(Credit: Bagel Studio/Shutterstock)
Microsoft is continuing its passkey push by moving away from SMS-based two-factor authentication for local account logins, citing its vulnerability to exploitation and fraud. Instead, it wants everyone to start using passkeys (and eventually, ditch passwords altogether).
Although text messages have proved a useful way to add an extra layer of security to account logins, they were never designed for this purpose. SMS messages are sent in plaintext, making them a vulnerable vector for man-in-the-middle and number spoofing attacks.
"Microsoft is committed to advancing security standards and as such, we will start phasing out SMS as a method of authentication and account recovery for personal Microsoft accounts," Microsoft said in an official advisory. "SMS-based authentication is now a leading source of fraud, and by moving to passwordless accounts, passkeys, and verified email, we're helping you stay ahead of evolving threats while making account access simpler and more seamless."
Passkeys are a cleaner, more secure way to authenticate, leveraging the local security of a secondary device or your biometric information to confirm your identity. When setting one up, you can use your face, fingerprint, or a local password/PIN. That information never leaves that particular device, making it all but impossible for a third party to spoof it.
How to Set Up a Passkey on Your Microsoft Account
(Credit: Microsoft)- Sign in to your Microsoft account's Advanced Security Options
- Choose Add a new way to sign in or verify.
- Select Face, Fingerprint, PIN, or Security Key.
- Follow the instructions on your device.
- Select Continue or Create to store the passkey in the suggested location, or select Change or Save another way to see alternative save location options.
- Complete the passkey save process at the chosen location.

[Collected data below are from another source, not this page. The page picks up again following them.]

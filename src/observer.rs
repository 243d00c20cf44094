//! Task observer plumbing.

use crate::task::TaskMetadata;
use parking_lot::Mutex;
use std::sync::Arc;

/// A hook invoked around every task the manager runs.
///
/// Both methods default to doing nothing, so an observer interested only in
/// completion doesn't need to implement `will_process_task`.
pub trait TaskObserver: Send + Sync {
    /// Called on the main thread immediately before a task runs.
    fn will_process_task(&self, _queue_index: usize, _task: &TaskMetadata) {}

    /// Called on the main thread immediately after a task returns.
    fn did_process_task(&self, _queue_index: usize, _task: &TaskMetadata) {}
}

/// The manager's registered observers.
///
/// Dispatch snapshots the list (cloning `Arc`s, not observers) before
/// iterating, so an observer may add or remove observers - including
/// itself - from within a callback without invalidating the in-progress
/// dispatch.
#[derive(Default)]
pub(crate) struct ObserverList {
    observers: Mutex<Vec<Arc<dyn TaskObserver>>>,
}

impl ObserverList {
    pub(crate) fn new() -> Self {
        ObserverList {
            observers: Mutex::new(Vec::new()),
        }
    }

    pub(crate) fn add(&self, observer: Arc<dyn TaskObserver>) {
        self.observers.lock().push(observer);
    }

    pub(crate) fn remove(&self, observer: &Arc<dyn TaskObserver>) {
        let mut observers = self.observers.lock();
        if let Some(pos) = observers.iter().position(|o| Arc::ptr_eq(o, observer)) {
            observers.remove(pos);
        }
    }

    fn snapshot(&self) -> Vec<Arc<dyn TaskObserver>> {
        self.observers.lock().clone()
    }

    pub(crate) fn notify_will_process(&self, queue_index: usize, task: &TaskMetadata) {
        for observer in self.snapshot() {
            observer.will_process_task(queue_index, task);
        }
    }

    pub(crate) fn notify_did_process(&self, queue_index: usize, task: &TaskMetadata) {
        for observer in self.snapshot() {
            observer.did_process_task(queue_index, task);
        }
    }
}
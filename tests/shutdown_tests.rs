mod common;

mod shutdown_tests {
    use crate::common::{auto_queue, build, Recorder};
    use cotask::selector::RoundRobinSelector;
    use cotask::{QueueConfig, TaskMetadata, TaskObserver};
    use std::sync::atomic::{AtomicUsize, Ordering};
    use std::sync::{Arc, Mutex};

    #[test]
    fn task_shutting_down_the_manager_stops_the_batch_cleanly() {
        let (manager, host_loop, _clock) =
            build(vec![auto_queue("q")], Box::new(RoundRobinSelector::new()));
        let recorder = Recorder::new();
        let runner = manager.runner_for(0);
        let shutting_down = manager.clone();
        runner.post(move || shutting_down.shutdown());
        runner.post(recorder.push(2));
        runner.post(recorder.push(3));

        host_loop.run_until_idle();

        assert!(manager.is_shut_down());
        assert!(recorder.order().is_empty(), "no task after the shutdown call may run");
    }

    #[test]
    fn manager_deleted_inside_a_task_stops_the_batch_without_further_callbacks() {
        let (manager, host_loop, _clock) =
            build(vec![auto_queue("q")], Box::new(RoundRobinSelector::new()));
        let observer = Arc::new(CountingObserver::default());
        manager.add_observer(observer.clone() as Arc<dyn TaskObserver>);
        let runner = manager.runner_for(0);

        // Move the only strong handle to the manager into a slot a task can
        // empty itself, so the drop happens from inside `do_work`'s own
        // closure call rather than after the test is done with it.
        let last_handle = Arc::new(Mutex::new(Some(manager)));
        let dropper = last_handle.clone();
        runner.post(move || {
            dropper.lock().unwrap().take();
        });
        runner.post(|| panic!("must not run once the manager is gone"));

        host_loop.run_until_idle();

        assert!(last_handle.lock().unwrap().is_none());
        assert_eq!(observer.will.load(Ordering::SeqCst), 1, "will_process_task runs before the closure");
        assert_eq!(observer.did.load(Ordering::SeqCst), 0, "did_process_task must be skipped for the deleting task");
    }

    #[test]
    fn drain_on_shutdown_drops_pending_tasks_and_future_posts_are_silent() {
        let (manager, host_loop, _clock) =
            build(vec![auto_queue("q")], Box::new(RoundRobinSelector::new()));
        let recorder = Recorder::new();
        let runner = manager.runner_for(0);
        runner.post(recorder.push(1));

        manager.drain_on_shutdown();
        assert!(manager.is_shut_down());
        assert!(manager.is_empty(0), "drain_on_shutdown must drop the pending task");

        runner.post(recorder.push(2));
        host_loop.run_until_idle();

        assert!(recorder.order().is_empty());
    }

    #[derive(Default)]
    struct CountingObserver {
        will: AtomicUsize,
        did: AtomicUsize,
    }

    impl TaskObserver for CountingObserver {
        fn will_process_task(&self, _queue_index: usize, _task: &TaskMetadata) {
            self.will.fetch_add(1, Ordering::SeqCst);
        }

        fn did_process_task(&self, _queue_index: usize, _task: &TaskMetadata) {
            self.did.fetch_add(1, Ordering::SeqCst);
        }
    }

    #[test]
    fn observer_is_notified_once_per_task_run() {
        let (manager, host_loop, _clock) =
            build(vec![auto_queue("q")], Box::new(RoundRobinSelector::new()));
        let observer = Arc::new(CountingObserver::default());
        manager.add_observer(observer.clone() as Arc<dyn TaskObserver>);
        let runner = manager.runner_for(0);
        runner.post(|| {});
        runner.post(|| {});
        runner.post(|| {});

        host_loop.run_until_idle();

        assert_eq!(observer.will.load(Ordering::SeqCst), 3);
        assert_eq!(observer.did.load(Ordering::SeqCst), 3);
    }

    #[test]
    fn removed_observer_stops_receiving_callbacks() {
        let (manager, host_loop, _clock) =
            build(vec![auto_queue("q")], Box::new(RoundRobinSelector::new()));
        let observer = Arc::new(CountingObserver::default());
        let as_trait: Arc<dyn TaskObserver> = observer.clone();
        manager.add_observer(as_trait.clone());
        let runner = manager.runner_for(0);
        runner.post(|| {});
        host_loop.run_until_idle();

        manager.remove_observer(&as_trait);
        runner.post(|| {});
        host_loop.run_until_idle();

        assert_eq!(observer.did.load(Ordering::SeqCst), 1);
    }

    #[test]
    fn task_ran_bitmap_is_cleared_on_read() {
        let (manager, host_loop, _clock) = build(
            vec![auto_queue("a"), auto_queue("b")],
            Box::new(RoundRobinSelector::new()),
        );
        manager.runner_for(1).post(|| {});

        host_loop.run_until_idle();

        assert_eq!(manager.get_and_clear_task_ran_bitmap(), 0b10);
        assert_eq!(manager.get_and_clear_task_ran_bitmap(), 0, "a second read with nothing new must be 0");
    }

    #[test]
    fn work_batch_size_of_one_still_runs_every_task_in_order() {
        let (manager, host_loop, _clock) =
            build(vec![QueueConfig::new("q")], Box::new(RoundRobinSelector::new()));
        manager.set_work_batch_size(1);
        let recorder = Recorder::new();
        let runner = manager.runner_for(0);
        runner.post(recorder.push(1));
        runner.post(recorder.push(2));
        runner.post(recorder.push(3));

        host_loop.run_until_idle();

        assert_eq!(recorder.order(), vec![1, 2, 3]);
    }

    #[test]
    fn work_batch_size_zero_is_clamped_to_one() {
        let (manager, host_loop, _clock) =
            build(vec![QueueConfig::new("q")], Box::new(RoundRobinSelector::new()));
        manager.set_work_batch_size(0);
        let recorder = Recorder::new();
        manager.runner_for(0).post(recorder.push(1));

        host_loop.run_until_idle();

        assert_eq!(recorder.order(), vec![1]);
    }
}
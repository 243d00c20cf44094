//! Time source abstraction.
//!
//! The scheduler never reads wall-clock time directly; every delay decision
//! goes through a [`TickClock`] so that tests can drive delayed tasks with a
//! [`testing::ManualClock`](crate::testing::ManualClock) instead of sleeping.

use std::sync::atomic::{AtomicI64, Ordering};
use std::sync::Arc;
use std::time::Instant;

/// A 64-bit signed monotonic tick, in microseconds. Never moves backward.
pub type Tick = i64;

/// A monotonic time source.
///
/// Implementations must never return a value smaller than a previously
/// returned value (monotonic), and are read only from the thread that calls
/// them - the scheduler itself only reads the clock while posting delayed
/// tasks or evaluating delayed-task expiry.
pub trait TickClock: Send + Sync {
    /// Returns the current tick.
    fn now(&self) -> Tick;
}

impl<T: TickClock + ?Sized> TickClock for Arc<T> {
    fn now(&self) -> Tick {
        (**self).now()
    }
}

/// A [`TickClock`] backed by [`std::time::Instant`], for production use.
pub struct SystemClock {
    epoch: Instant,
}

impl SystemClock {
    /// Creates a clock whose epoch is the moment of construction.
    pub fn new() -> Self {
        SystemClock {
            epoch: Instant::now(),
        }
    }
}

impl Default for SystemClock {
    fn default() -> Self {
        SystemClock::new()
    }
}

impl TickClock for SystemClock {
    fn now(&self) -> Tick {
        self.epoch.elapsed().as_micros() as Tick
    }
}

/// A clock whose value is set explicitly by the test, used to exercise
/// delayed-task semantics deterministically (spec scenario: delayed
/// ordering).
#[derive(Clone)]
pub struct ManualClock {
    ticks: Arc<AtomicI64>,
}

impl ManualClock {
    /// Creates a manual clock starting at tick 0.
    pub fn new() -> Self {
        ManualClock {
            ticks: Arc::new(AtomicI64::new(0)),
        }
    }

    /// Sets the clock to an absolute tick. Panics if this would move the
    /// clock backward, since [`TickClock`] is documented as monotonic.
    pub fn set(&self, tick: Tick) {
        let prev = self.ticks.swap(tick, Ordering::SeqCst);
        assert!(
            tick >= prev,
            "ManualClock may not move backward: {} -> {}",
            prev,
            tick
        );
    }

    /// Advances the clock by `delta` ticks (microseconds). `delta` must be
    /// non-negative.
    pub fn advance(&self, delta: Tick) {
        assert!(delta >= 0, "ManualClock can only advance forward");
        self.ticks.fetch_add(delta, Ordering::SeqCst);
    }
}

impl Default for ManualClock {
    fn default() -> Self {
        ManualClock::new()
    }
}

impl TickClock for ManualClock {
    fn now(&self) -> Tick {
        self.ticks.load(Ordering::SeqCst)
    }
}
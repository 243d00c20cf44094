//! The per-queue handle used to post tasks.

use crate::clock::Tick;
use crate::manager::Manager;
use crate::queue::Queue;
use crate::task::{Task, TaskFn};
use std::panic::Location;
use std::sync::{Arc, Weak};

/// A handle for posting tasks to one of a [`Manager`]'s queues.
///
/// Cloning a `Runner` is cheap and shares the same underlying queue; runners
/// are `Send + Sync` and may be posted to from any thread, including the
/// main thread itself.
#[derive(Clone)]
pub struct Runner {
    queue: Arc<Queue>,
    manager: Weak<Manager>,
}

impl Runner {
    pub(crate) fn new(queue: Arc<Queue>, manager: Weak<Manager>) -> Self {
        Runner { queue, manager }
    }

    /// The index of the queue this runner posts to.
    pub fn queue_index(&self) -> usize {
        self.queue.index()
    }

    /// Posts a task to run as soon as this queue's policy allows, preserving
    /// the relative order of same-queue immediate posts.
    #[track_caller]
    pub fn post(&self, task: impl FnOnce() + Send + 'static) {
        self.post_task(Box::new(task), None, true, Location::caller());
    }

    /// Posts a task that must not run nested inside another task's call
    /// stack; if the manager is currently running nested, this task waits
    /// for the outermost do-work to resume.
    #[track_caller]
    pub fn post_non_nestable(&self, task: impl FnOnce() + Send + 'static) {
        self.post_task(Box::new(task), None, false, Location::caller());
    }

    /// Posts a task to run no sooner than `delay_ticks` from now, as
    /// measured by the manager's clock.
    #[track_caller]
    pub fn post_delayed(&self, task: impl FnOnce() + Send + 'static, delay_ticks: Tick) {
        let Some(manager) = self.manager.upgrade() else {
            return;
        };
        let now = manager.now();
        self.post_task(
            Box::new(task),
            Some(now + delay_ticks.max(0)),
            true,
            Location::caller(),
        );
    }

    /// Posts a task to run at an absolute tick rather than a relative
    /// delay.
    #[track_caller]
    pub fn post_delayed_at(&self, task: impl FnOnce() + Send + 'static, run_at: Tick) {
        self.post_task(Box::new(task), Some(run_at), true, Location::caller());
    }

    /// Returns true if called from the thread currently running this
    /// runner's manager do-work loop.
    pub fn runs_tasks_on_current_thread(&self) -> bool {
        self.manager
            .upgrade()
            .map(|m| m.runs_tasks_on_current_thread())
            .unwrap_or(false)
    }

    fn post_task(
        &self,
        closure: TaskFn,
        delayed_run_time: Option<Tick>,
        nestable: bool,
        location: &'static Location<'static>,
    ) {
        let Some(manager) = self.manager.upgrade() else {
            // The manager has already been torn down; posting to a queue
            // with nobody left to run it is a silent no-op, matching the
            // shutdown-drops-pending-tasks contract.
            return;
        };
        let sequence = manager.next_sequence();
        let task = Task::new(closure, sequence, delayed_run_time, nestable, location);
        manager.enqueue(self.queue.index(), task);
    }
}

Last year, Microsoft said that anyone setting up a new Microsoft account would be encouraged to use a passkey during sign-up, removing passwords as the default.
However, while passkeys are more secure, they're not always as convenient. When setting up new Windows PCs or temporary virtual machines, the biometric data may not be so readily available, and setting up a passkey every time can be laborious. SMS messages, in contrast, could be fast and convenient. However, that convenience comes at the cost of security. Fortunately, in those cases, verified email links will remain an option.
Microsoft hasn't given a date for fully phasing out SMS messages as a secondary authentication method, but users without a passkey will soon be prompted to set one up.
As someone who lives in an area with spotty reception and wonky Wi-Fi calling, this is welcome news. But even in areas where receiving an SMS isn't as pot-luck as it is for me, it's probably time to finish with SMS codes. It's antiquated and has proved for many years to be an insecure method of protecting users and their accounts.